Data Integration with Python

Integrating supermarket data using Python

Nnamdi Samuel
Art of Data Engineering
4 min readDec 20, 2023

--

Photo by Khamkéo Vilaysing on Unsplash

Data integration is more than just merging tables or combining CSV files;
It’s about combining different pieces of information to create a clear and meaningful picture.

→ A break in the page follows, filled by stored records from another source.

//! Per-URL processing pipeline.
//!
//! Every dequeued URL runs the same gate sequence: SSRF check, domain
//! scope check, robots.txt check, path preparation, then the fetch
//! itself. Whatever happens, exactly one index record is appended; a
//! per-URL failure never aborts the crawl.

use std::sync::Arc;
use std::sync::atomic::{AtomicUsize, Ordering};

use log::{debug, info, warn};
use url::Url;

use super::frontier::{Frontier, QueueItem};
use crate::config::DownloadConfig;
use crate::fetch::{FetchRequest, Fetcher};
use crate::guards::{PathDecision, RobotsChecker, SsrfGuard, mirror_path_for_url, prepare_target_path};
use crate::index::{FetchStatus, IndexRecord, IndexWriter};
use crate::utils::{canonicalize_url, extract_host, is_fetchable_url, is_same_site};

/// Running totals for the end-of-crawl summary.
#[derive(Debug, Default)]
pub struct CrawlStats {
    pub succeeded: AtomicUsize,
    pub skipped: AtomicUsize,
    pub failed: AtomicUsize,
}

impl CrawlStats {
    fn count(&self, status: FetchStatus) {
        match status {
            FetchStatus::Success => self.succeeded.fetch_add(1, Ordering::Relaxed),
            FetchStatus::Skipped | FetchStatus::SkippedDomain => {
                self.skipped.fetch_add(1, Ordering::Relaxed)
            }
            _ => self.failed.fetch_add(1, Ordering::Relaxed),
        };
    }
}

/// Everything a worker needs to process one URL. Built once per crawl
/// and shared behind an `Arc`.
pub struct CrawlContext {
    pub config: DownloadConfig,
    /// Lowercase host of the (canonicalized) start URL.
    pub start_host: String,
    pub fetcher: Fetcher,
    pub client: reqwest::Client,
    pub ssrf_guard: Arc<SsrfGuard>,
    pub robots: RobotsChecker,
    pub frontier: Frontier,
    pub index: IndexWriter,
    pub stats: CrawlStats,
}

/// Run the full pipeline for one dequeued URL.
pub async fn process_url(ctx: Arc<CrawlContext>, item: QueueItem) {
    let record = evaluate(&ctx, &item).await;
    ctx.stats.count(record.fetch_status);
    ctx.index.append(record).await;
}

async fn evaluate(ctx: &CrawlContext, item: &QueueItem) -> IndexRecord {
    let url = &item.canonical_url;
    let base_record = |status| IndexRecord::new(&item.original_url, url, status);

    if ctx.ssrf_guard.is_private_or_internal(url).await {
        warn!(
            target: "docmirror::crawl",
            "blocked private/internal target: {url}"
        );
        return base_record(FetchStatus::FailedSsrf)
            .with_error_message("target resolves to a private or internal address");
    }

    match extract_host(url) {
        Ok(host) => {
            if !is_same_site(&host, &ctx.start_host, ctx.config.allow_subdomains()) {
                debug!(
                    target: "docmirror::crawl",
                    "skipping off-site URL: {url}"
                );
                return base_record(FetchStatus::SkippedDomain);
            }
        }
        Err(e) => {
            return base_record(FetchStatus::FailedPrecheck).with_error_message(format!("{e:#}"));
        }
    }

    if !ctx.robots.is_allowed(url, &ctx.client).await {
        info!(
            target: "docmirror::crawl",
            "disallowed by robots.txt: {url}"
        );
        return base_record(FetchStatus::FailedRobotstxt)
            .with_error_message("disallowed by robots.txt");
    }

    let content_root = ctx.config.content_root();
    let requested = match mirror_path_for_url(url, &content_root) {
        Ok(path) => path,
        Err(e) => {
            return base_record(FetchStatus::FailedPrecheck)
                .with_error_message(format!("path mapping failed: {e}"));
        }
    };

    let target_path =
        match prepare_target_path(&requested, &content_root, ctx.config.overwrite()) {
            Ok(PathDecision::Ready(path)) => path,
            Ok(PathDecision::SkipExisting(path)) => {
                debug!(
                    target: "docmirror::crawl",
                    "target exists, skipping: {}",
                    path.display()
                );
                return base_record(FetchStatus::Skipped)
                    .with_local_path(path.to_string_lossy());
            }
            Err(e) => {
                return base_record(FetchStatus::FailedPrecheck)
                    .with_error_message(format!("path validation failed: {e}"));
            }
        };

    let request = FetchRequest {
        url: url.clone(),
        target_path,
        overwrite: ctx.config.overwrite(),
        max_size: ctx.config.max_file_size(),
        timeout: ctx.config.fetch_timeout(),
    };
    let outcome = ctx.fetcher.fetch(&request).await;

    if outcome.status.is_success() && item.depth < ctx.config.max_depth() {
        enqueue_discovered(ctx, item, &outcome.discovered_links);
    }

    let mut record = base_record(outcome.status).with_http_status(outcome.http_status);
    if let Some(path) = &outcome.local_path {
        record = record.with_local_path(path.to_string_lossy());
    }
    if let Some(md5_hex) = outcome.content_md5 {
        record = record.with_content_md5(md5_hex);
    }
    if let Some(message) = outcome.error_message {
        record = record.with_error_message(message);
    }
    record
}

/// Resolve, filter, and enqueue links scanned out of fetched content.
///
/// Off-site and duplicate links are dropped silently here; only links
/// that reach the queue ever produce index records.
fn enqueue_discovered(ctx: &CrawlContext, item: &QueueItem, links: &[String]) {
    let base = match Url::parse(&item.canonical_url) {
        Ok(base) => base,
        Err(_) => return,
    };

    let mut queued = 0usize;
    for raw in links {
        let resolved = match base.join(raw) {
            Ok(resolved) => resolved.to_string(),
            Err(_) => continue,
        };
        if !is_fetchable_url(&resolved) {
            continue;
        }
        let canonical = match canonicalize_url(&resolved) {
            Ok(canonical) => canonical,
            Err(_) => continue,
        };
        let Ok(host) = extract_host(&canonical) else {
            continue;
        };
        if !is_same_site(&host, &ctx.start_host, ctx.config.allow_subdomains()) {
            continue;
        }
        if ctx.frontier.enqueue_if_new(QueueItem {
            original_url: resolved,
            canonical_url: canonical,
            depth: item.depth + 1,
        }) {
            queued += 1;
        }
    }

    if queued > 0 {
        debug!(
            target: "docmirror::crawl",
            "queued {queued} links from {} at depth {}",
            item.canonical_url,
            item.depth
        );
    }
}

In this project, the focus is on a multi-faceted scenario involving four intricate CSV files.

Objective

The sole aim of this project is to showcase the capabilities of Python in the realm of data integration by merging these files to create a unified dataset.

The CSV files are:

  • sales_data.csv
  • customer_data.csv
  • products_data.csv
  • shipping_data.csv

sales_data.csv:

Screenshot by author

customer_data:

Screenshot by author

products_data:

Screenshot by author

shipping_data:

Screenshot by author

Data integration process

import pandas as pd

# Reading data from CSV files
sales_df = pd.read_csv('sales_data.csv')
customer_df = pd.read_csv('customer_data.csv')
products_df = pd.read_csv('products_data.csv')
shipping_df = pd.read_csv('shipping_data.csv')

# Performing multi-step data integration process
merged_df = pd.merge(sales_df, customer_df, on='Customer_ID', how='left')

# Extracting year, month, and quarter from the date
merged_df['YearMonth'] = pd.to_datetime(merged_df['Date']).dt.to_period('M')
merged_df['Quarter'] = pd.to_datetime(merged_df['Date']).dt.quarter

# Merging with product data
merged_df = pd.merge(merged_df, products_df, on='Product', how='left')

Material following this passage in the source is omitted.